26 CFR 1.501(c)(6)-1: Business leagues, chambers of commerce, real estate
boards, and boards of trade

  Business leagues;  computer users.  An organization whose members
represent diversified businesses that own, rent, or lease computers
produced by a single computer manufacturer does not qualify for exemption
from federal income tax as a business league under section 501(c)(6) of the
Code.  Rev. Rul. 74-147 distinguished.

ISSUE

  Does the nonprofit organization described below, whose primary activity
is promoting the common business interests of users of one particular brand
of computers, qualify for exemption from federal income tax as a business
league under section 501(c)(6) of the Internal Revenue Code?

FACTS

  The organization was formed to develop and disseminate information
pertaining to the electronic data processing equipment manufactured by the
M Corporation.

  Its membership is made up primarily of representatives of diversified
businesses that own, rent, or lease one or more computers produced by M.
Membership is also open to representatives of other businesses that do not
use M's computers.

  The organization holds conferences at which operational and technical
problems relating to computer use are discussed.

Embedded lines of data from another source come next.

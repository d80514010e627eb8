//! HTTP LLM Client - 调用 OpenAI 兼容的 Chat Completions 服务
//!
//! 实现 ChapterLlmPort trait，通过 HTTP 调用外部文本生成服务
//!
//! 外部 API:
//! POST {base_url}/v1/chat/completions
//! Request: {"model": "...", "messages": [...], "response_format": {"type": "json_object"}}
//! Response: choices[0].message.content 为 JSON 字符串，再按请求类型二次解析

use async_trait::async_trait;
use reqwest::Client;
use serde::{Deserialize, Serialize};
use std::time::Duration;

use crate::application::ports::{
    ChapterLlmPort, ChunkMergeResponse, ChunkSnippet, LlmError, WindowSplitResponse,
};

/// Chat 消息
#[derive(Debug, Serialize)]
struct ChatMessage {
    role: &'static str,
    content: String,
}

/// Chat Completions 请求体
#[derive(Debug, Serialize)]
struct ChatRequest {
    model: String,
    messages: Vec<ChatMessage>,
    response_format: ResponseFormat,
}

#[derive(Debug, Serialize)]
struct ResponseFormat {
    #[serde(rename = "type")]
    kind: &'static str,
}

/// Chat Completions 响应体（只取需要的字段）
#[derive(Debug, Deserialize)]
struct ChatResponse {
    choices: Vec<ChatChoice>,
}

#[derive(Debug, Deserialize)]
struct ChatChoice {
    message: ChatChoiceMessage,
}

#[derive(Debug, Deserialize)]
struct ChatChoiceMessage {
    content: Option<String>,
}

/// HTTP LLM 客户端配置
#[derive(Debug, Clone)]
pub struct HttpLlmClientConfig {
    /// 服务基础 URL
    pub base_url: String,
    /// API Key（Bearer）
    pub api_key: String,
    /// 模型名
    pub model: String,
    /// 请求超时时间（秒）
    pub timeout_secs: u64,
    /// 重试次数
    pub max_retries: u32,
}

impl Default for HttpLlmClientConfig {
    fn default() -> Self {
        Self {
            base_url: "https://api.openai.com".to_string(),
            api_key: String::new(),
            model: "gpt-4o".to_string(),
            timeout_secs: 120,
            max_retries: 0,
        }
    }
}

impl HttpLlmClientConfig {
    pub fn new(base_url: impl Into<String>) -> Self {
        Self {
            base_url: base_url.into(),
            ..Default::default()
        }
    }

    pub fn with_model(mut self, model: impl Into<String>) -> Self {
        self.model = model.into();
        self
    }

    pub fn with_timeout(mut self, secs: u64) -> Self {
        self.timeout_secs = secs;
        self
    }
}

/// HTTP LLM 客户端
///
/// 同一时刻只发出一个请求，由调用方（策略循环）保证串行
pub struct HttpLlmClient {
    client: Client,
    config: HttpLlmClientConfig,
}

impl HttpLlmClient {
    /// 创建新的 HTTP LLM 客户端
    pub fn new(config: HttpLlmClientConfig) -> Result<Self, LlmError> {
        let client = Client::builder()
            .timeout(Duration::from_secs(config.timeout_secs))
            .build()
            .map_err(|e| LlmError::NetworkError(e.to_string()))?;

        Ok(Self { client, config })
    }

    fn completions_url(&self) -> String {
        format!("{}/v1/chat/completions", self.config.base_url)
    }

    /// 发送一次 JSON-object 模式的 chat 请求，返回 content 字符串
    async fn request_json(&self, system: &str, user: String) -> Result<String, LlmError> {
        let request = ChatRequest {
            model: self.config.model.clone(),
            messages: vec![
                ChatMessage {
                    role: "system",
                    content: system.to_string(),
                },
                ChatMessage {
                    role: "user",
                    content: user,
                },
            ],
            response_format: ResponseFormat {
                kind: "json_object",
            },
        };

        let mut last_error = LlmError::ServiceError("no attempt made".to_string());
        for attempt in 0..=self.config.max_retries {
            if attempt > 0 {
                tracing::debug!(attempt, "Retrying LLM request");
            }

            match self.send_once(&request).await {
                Ok(content) => return Ok(content),
                Err(err) => last_error = err,
            }
        }

        Err(last_error)
    }

    async fn send_once(&self, request: &ChatRequest) -> Result<String, LlmError> {
        tracing::debug!(
            url = %self.completions_url(),
            model = %self.config.model,
            "Sending chat completion request"
        );

        let response = self
            .client
            .post(self.completions_url())
            .bearer_auth(&self.config.api_key)
            .json(request)
            .send()
            .await
            .map_err(|e| {
                if e.is_timeout() {
                    LlmError::Timeout
                } else if e.is_connect() {
                    LlmError::NetworkError(format!("Cannot connect to LLM service: {}", e))
                } else {
                    LlmError::NetworkError(e.to_string())
                }
            })?;

        let status = response.status();
        if !status.is_success() {
            let error_text = response.text().await.unwrap_or_default();
            return Err(LlmError::ServiceError(format!(
                "HTTP {}: {}",
                status, error_text
            )));
        }

        let body: ChatResponse = response
            .json()
            .await
            .map_err(|e| LlmError::InvalidResponse(format!("Failed to parse response: {}", e)))?;

        let content = body
            .choices
            .into_iter()
            .next()
            .and_then(|c| c.message.content)
            .unwrap_or_default();

        if content.is_empty() {
            return Err(LlmError::EmptyResponse);
        }

        Ok(content)
    }
}

const SPLIT_SYSTEM_PROMPT: &str = "당신은 소설 텍스트의 챕터 경계를 식별하는 전문가입니다.\n\
     정확한 인덱스만 반환하고, 본문을 재출력하지 마세요.";

const SPLIT_RULES: &str = "주어진 소설 텍스트 창(window)에서 완전하게 끝나는 챕터만 찾아 분리하세요.\n\
     반드시 JSON으로만 응답하고, 본문 텍스트를 재출력하지 마세요.\n\n\
     규칙:\n\
     - segments: 창 내부에서 완전한 챕터 경계만 포함한 배열입니다. 각 항목은 {title, start, end}를 가져야 합니다.\n\
     - start, end는 창 문자열에 대한 0-기반 바이트 오프셋이며, [start, end) 구간입니다.\n\
     - segments는 서로 겹치지 않고, 오름차순이어야 합니다.\n\
     - leftover_from: 창의 끝부분이 애매하여 다음 창에 더 많은 컨텍스트가 필요하다면, 애매함이 시작되는 오프셋을 지정합니다.\n\
       애매한 꼬리가 없다면 leftover_from는 창 길이로 설정하세요.\n\n\
     반환 형식(JSON): {\"segments\": [{\"title\": string, \"start\": number, \"end\": number}], \"leftover_from\": number}";

const MERGE_SYSTEM_PROMPT: &str =
    "당신은 소설 챕터 경계 병합 전문가입니다. JSON만 반환합니다.";

const MERGE_RULES: &str = "아래 마이크로 텍스트 조각들의 순서를 고려하여 문맥이 강하게 연결되는 연속 구간들을 '챕터'로 묶으세요.\n\
     - 각 조각은 index로 식별됩니다.\n\
     - 인접한 조각들만 묶을 수 있습니다(순서 유지).\n\
     - 확신이 없으면 앞쪽으로만 최대한 묶고, 애매한 꼬리는 leftover_from_index 이후로 넘기세요.\n\
     반환 형식(JSON): {\"chapters\": [[i, i+1, ...], ...], \"leftover_from_index\": number}";

#[async_trait]
impl ChapterLlmPort for HttpLlmClient {
    async fn split_window(&self, window: &str) -> Result<WindowSplitResponse, LlmError> {
        let user = format!("{}\n\n[창 시작]\n{}\n[창 끝]", SPLIT_RULES, window);
        let content = self.request_json(SPLIT_SYSTEM_PROMPT, user).await?;

        let parsed: WindowSplitResponse = serde_json::from_str(&content)
            .map_err(|e| LlmError::InvalidResponse(format!("Bad split response: {}", e)))?;

        tracing::debug!(
            segments = parsed.segments.len(),
            leftover_from = ?parsed.leftover_from,
            "Window split response parsed"
        );
        Ok(parsed)
    }

    async fn merge_chunks(&self, batch: &[ChunkSnippet]) -> Result<ChunkMergeResponse, LlmError> {
        let input = serde_json::to_string(batch)
            .map_err(|e| LlmError::InvalidResponse(format!("Snippet encoding failed: {}", e)))?;
        let user = format!("{}\n\n입력: {}", MERGE_RULES, input);
        let content = self.request_json(MERGE_SYSTEM_PROMPT, user).await?;

        let parsed: ChunkMergeResponse = serde_json::from_str(&content)
            .map_err(|e| LlmError::InvalidResponse(format!("Bad merge response: {}", e)))?;

        tracing::debug!(
            groups = parsed.chapters.len(),
            leftover_from_index = ?parsed.leftover_from_index,
            "Chunk merge response parsed"
        );
        Ok(parsed)
    }
}

#[cfg(test)]
mod tests {
    use super::*;

    #[test]
    fn test_config_default() {
        let config = HttpLlmClientConfig::default();
        assert_eq!(config.base_url, "https://api.openai.com");
        assert_eq!(config.timeout_secs, 120);
        assert_eq!(config.max_retries, 0);
    }

    #[test]
    fn test_config_builder() {
        let config = HttpLlmClientConfig::new("http://llm-proxy:8000")
            .with_model("gpt-4o-mini")
            .with_timeout(60);
        assert_eq!(config.base_url, "http://llm-proxy:8000");
        assert_eq!(config.model, "gpt-4o-mini");
        assert_eq!(config.timeout_secs, 60);
    }

    #[test]
    fn test_split_response_parsing() {
        let content = r#"{"segments": [{"title": "1장", "start": 0, "end": 120}], "leftover_from": 300}"#;
        let parsed: WindowSplitResponse = serde_json::from_str(content).unwrap();
        assert_eq!(parsed.segments.len(), 1);
        assert_eq!(parsed.segments[0].start, 0);
        assert_eq!(parsed.segments[0].end, 120);
        assert_eq!(parsed.leftover_from, Some(300));
    }

    #[test]
    fn test_split_response_missing_fields_lenient() {
        // 缺字段/负值在反序列化阶段放行，由策略层逐项过滤
        let parsed: WindowSplitResponse = serde_json::from_str("{}").unwrap();
        assert!(parsed.segments.is_empty());
        assert_eq!(parsed.leftover_from, None);

        let parsed: WindowSplitResponse =
            serde_json::from_str(r#"{"segments": [{"start": -3, "end": 10}]}"#).unwrap();
        assert_eq!(parsed.segments[0].start, -3);
    }

    #[test]
    fn test_merge_response_parsing() {
        let content = r#"{"chapters": [[0,1,2],[3,4]], "leftover_from_index": 5}"#;
        let parsed: ChunkMergeResponse = serde_json::from_str(content).unwrap();
        assert_eq!(parsed.chapters.len(), 2);
        assert_eq!(parsed.leftover_from_index, Some(5));
    }
}
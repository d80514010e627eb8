//! 长度边界分割
//!
//! 在 [min_length, max_length] 约束下切割文本，优先选择叙事上有意义的
//! 边界（标题 > 场景分隔/段落边界/句末换行 > 回扫句末标点），
//! 全部落空才在 max_length 处硬切

use super::patterns::BoundaryPatterns;
use super::{floor_char_boundary, normalize_text};

/// 句末标点（回扫用）
const SENTENCE_TERMINALS: &[char] = &['.', '!', '?', '。', '！', '？'];

/// 长度分割配置
#[derive(Debug, Clone)]
pub struct LengthSplitConfig {
    /// 单章最小字节数
    pub min_length: usize,
    /// 单章最大字节数
    pub max_length: usize,
    /// 边界搜索回扫窗口（字节）
    pub lookahead: usize,
}

impl Default for LengthSplitConfig {
    fn default() -> Self {
        Self {
            min_length: 8000,
            max_length: 14000,
            lookahead: 4000,
        }
    }
}

impl LengthSplitConfig {
    /// 返回修正后的 (min, max)：min 超过 max 时钳制为 max
    ///
    /// 配置错误静默修正而非拒绝，可用性优先
    fn clamped(&self) -> (usize, usize) {
        let max = self.max_length.max(1);
        let min = self.min_length.min(max);
        (min, max)
    }
}

/// 按长度约束分割文本
///
/// 每段长度落在 [min_length, max_length]，最后一段可能更短。
/// 切割点搜索顺序：
/// 1. lookahead 窗口内最早的标题模式
/// 2. 场景分隔符 / 段落边界 / 句末标点+换行中最早的一个
/// 3. 从窗口末尾向前回扫最近的句末标点
/// 4. 都没有则在 max_length 处硬切（对齐字符边界）
pub fn split_by_length(text: &str, config: &LengthSplitConfig) -> Vec<String> {
    let text = normalize_text(text);
    if text.is_empty() {
        return Vec::new();
    }

    let (min_length, max_length) = config.clamped();
    let patterns = BoundaryPatterns::new();
    let text_len = text.len();

    let mut chapters: Vec<String> = Vec::new();
    let mut cursor = 0usize;

    while cursor < text_len {
        // 剩余不足 max_length：整段收尾
        if text_len - cursor <= max_length {
            let segment = text[cursor..].trim();
            if !segment.is_empty() {
                chapters.push(segment.to_string());
            }
            break;
        }

        let search_start = floor_char_boundary(&text, cursor + min_length.max(1));
        let search_end = floor_char_boundary(&text, cursor + max_length);
        let window = &text[search_start..search_end];

        let mut cut = find_cut_point(&patterns, &text, window, search_start, search_end, cursor, config.lookahead);

        // 切点必须严格推进并落在字符边界上
        // （极小 min_length 下搜索窗口可能退化到游标处）
        if cut <= cursor {
            cut = cursor + 1;
        }
        while cut < text_len && !text.is_char_boundary(cut) {
            cut += 1;
        }

        let segment = text[cursor..cut].trim();
        if !segment.is_empty() {
            chapters.push(segment.to_string());
        }
        cursor = cut;
    }

    chapters
}

/// 在搜索窗口内确定切割点（绝对字节偏移）
fn find_cut_point(
    patterns: &BoundaryPatterns,
    text: &str,
    window: &str,
    search_start: usize,
    search_end: usize,
    cursor: usize,
    lookahead: usize,
) -> usize {
    // 1) 标题模式优先
    if let Some(m) = patterns.heading().find(window) {
        return search_start + m.start();
    }

    // 2) 场景分隔符 / 段落边界在匹配起点切，句末+换行在匹配终点切
    let mut candidates: Vec<usize> = Vec::new();
    if let Some(m) = patterns.scene().find(window) {
        candidates.push(m.start());
    }
    if let Some(m) = patterns.paragraph_break().find(window) {
        candidates.push(m.start());
    }
    if let Some(m) = patterns.sentence_break().find(window) {
        candidates.push(m.end());
    }
    if let Some(&earliest) = candidates.iter().min() {
        return search_start + earliest;
    }

    // 3) 回扫：窗口末尾向前 lookahead 范围内最近的句末标点，切在标点之后
    let backscan_start = floor_char_boundary(text, search_end.saturating_sub(lookahead).max(cursor));
    let back_region = &text[backscan_start..search_end];
    if let Some((idx, ch)) = back_region
        .char_indices()
        .filter(|(_, c)| SENTENCE_TERMINALS.contains(c))
        .last()
    {
        return backscan_start + idx + ch.len_utf8();
    }

    // 4) 硬切
    search_end
}
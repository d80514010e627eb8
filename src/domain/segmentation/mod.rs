//! 文本分割领域逻辑
//!
//! 纯函数实现，不依赖任何 I/O：
//! - normalizer: 文本规范化
//! - patterns: 边界模式检测
//! - length_split: 长度边界分割
//! - micro_chunk: 微分块

mod length_split;
mod micro_chunk;
mod normalizer;
mod patterns;
mod types;

pub use length_split::{split_by_length, LengthSplitConfig};
pub use micro_chunk::{micro_split, MicroChunkConfig};
pub use normalizer::normalize_text;
pub use patterns::{split_at_candidates, BoundaryPatterns, DEFAULT_MIN_GAP};
pub use types::{BoundaryCandidate, BoundaryGroup, BoundarySource, ChapterSegment};

/// 将字节索引向前（向 0 方向）对齐到最近的字符边界
///
/// LLM 返回的窗口内索引不保证落在 UTF-8 字符边界上，
/// 切片前必须对齐，否则会 panic
pub fn floor_char_boundary(s: &str, index: usize) -> usize {
    if index >= s.len() {
        return s.len();
    }
    let mut i = index;
    while i > 0 && !s.is_char_boundary(i) {
        i -= 1;
    }
    i
}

Nonmembers are invited to
attend the conferences and are encouraged to join as members.  The speakers
at the conferences typically include members as well as recognized
professionals in the computer industry.  Also, some representatives of M
attend and disseminate current information relative to M's equipment.

  Income is from conference registration fees.    Expenditures are made for
conference expenses and miscellaneous administrative costs.

LAW AND ANALYSIS

  Section 501(c)(6) of the Code provides for the exemption from federal
income tax of business leagues not organized for profit, no part of the net
earnings of which inures to the benefit of any private shareholder or
individual.

  Section 1.501(c)(6)-1 of the Income Tax Regulations defines a business
league as an association of persons having some common business interest,
the purpose of which is to promote such common interest.  Its activities
should be directed towards the improvement of business conditions in one or
more lines of business as distinguished from the performance of particular
services for individual persons.

  Rev. Rul. 74-147, 1974-1 C.B. 136, holds that a nonprofit organization,
whose members represent diversified businesses that own, rent, or lease
digital computers produced by various manufacturers, and that is organized
to improve the efficiency of its members' use of computers, qualifies for
exemption under section 501(c)(6) of the Code.    Rev. Rul. 74-147 states
that the common business interest of the members of the organization is
their common business problem concerning the use of digital computers.    The
primary objective of the organization is to provide a forum for the
exchange of information that will lead to the more efficient utilization of
computers by its members and other interested users, and thus improve the
overall efficiency of the business operations of each.

  In addition to promoting the common business interest of its members, a
business league exempt under section 501(c)(6) of the Code must also seek
to improve conditions in one or more lines of business.  In National
Muffler Dealers Association, Inc. v. United States, 440 U.S. 472, Ct.D.
1997, 1979-1 C.B. 198 (1979), the United States Supreme Court held that an
organization of muffler dealers franchised by Midas International
Corporation does not qualify for exemption from federal income tax as a
business league under section 501(c)(6) of the Code because the
organization's purpose was too narrow to satisfy the line of business test
of section 1.501(c)(6)-1 of the regulations. The Court concluded that the
line of business limitation of section 1.501(c)(6)-1 is well grounded in
the origin of section 501(c)(6) and in its enforcement over a long period
of time.  The Court further concluded that exemption under section
501(c)(6) is not available to aid one group in competition with another
within an industry.

  The term "line of business" has been interpreted to mean either an entire
industry, see American Plywood Assn. v. United States, 267 F.Supp. 830
(W.D. Wash. 1967);  and National Leather & Shoe Finders Assn. v.
Commissioner, 9 T.C. 121 (1947), acq., 1947-2 C.B. 3, or all components of
an industry within a geographic area, see Commissioner v. Chicago Graphic
Art Federation, Inc. 128 F.2d 424 (7th Cir. 1942);  Crooks v. Kansas City
Hay Dealers' Assn., 37 F.2d 83 (8th Cir. 1929);  and Washington State
Apples, Inc. v. Commissioner, 46 B.T.A. 64 (1942), acq., 1942-1 C.B. 17.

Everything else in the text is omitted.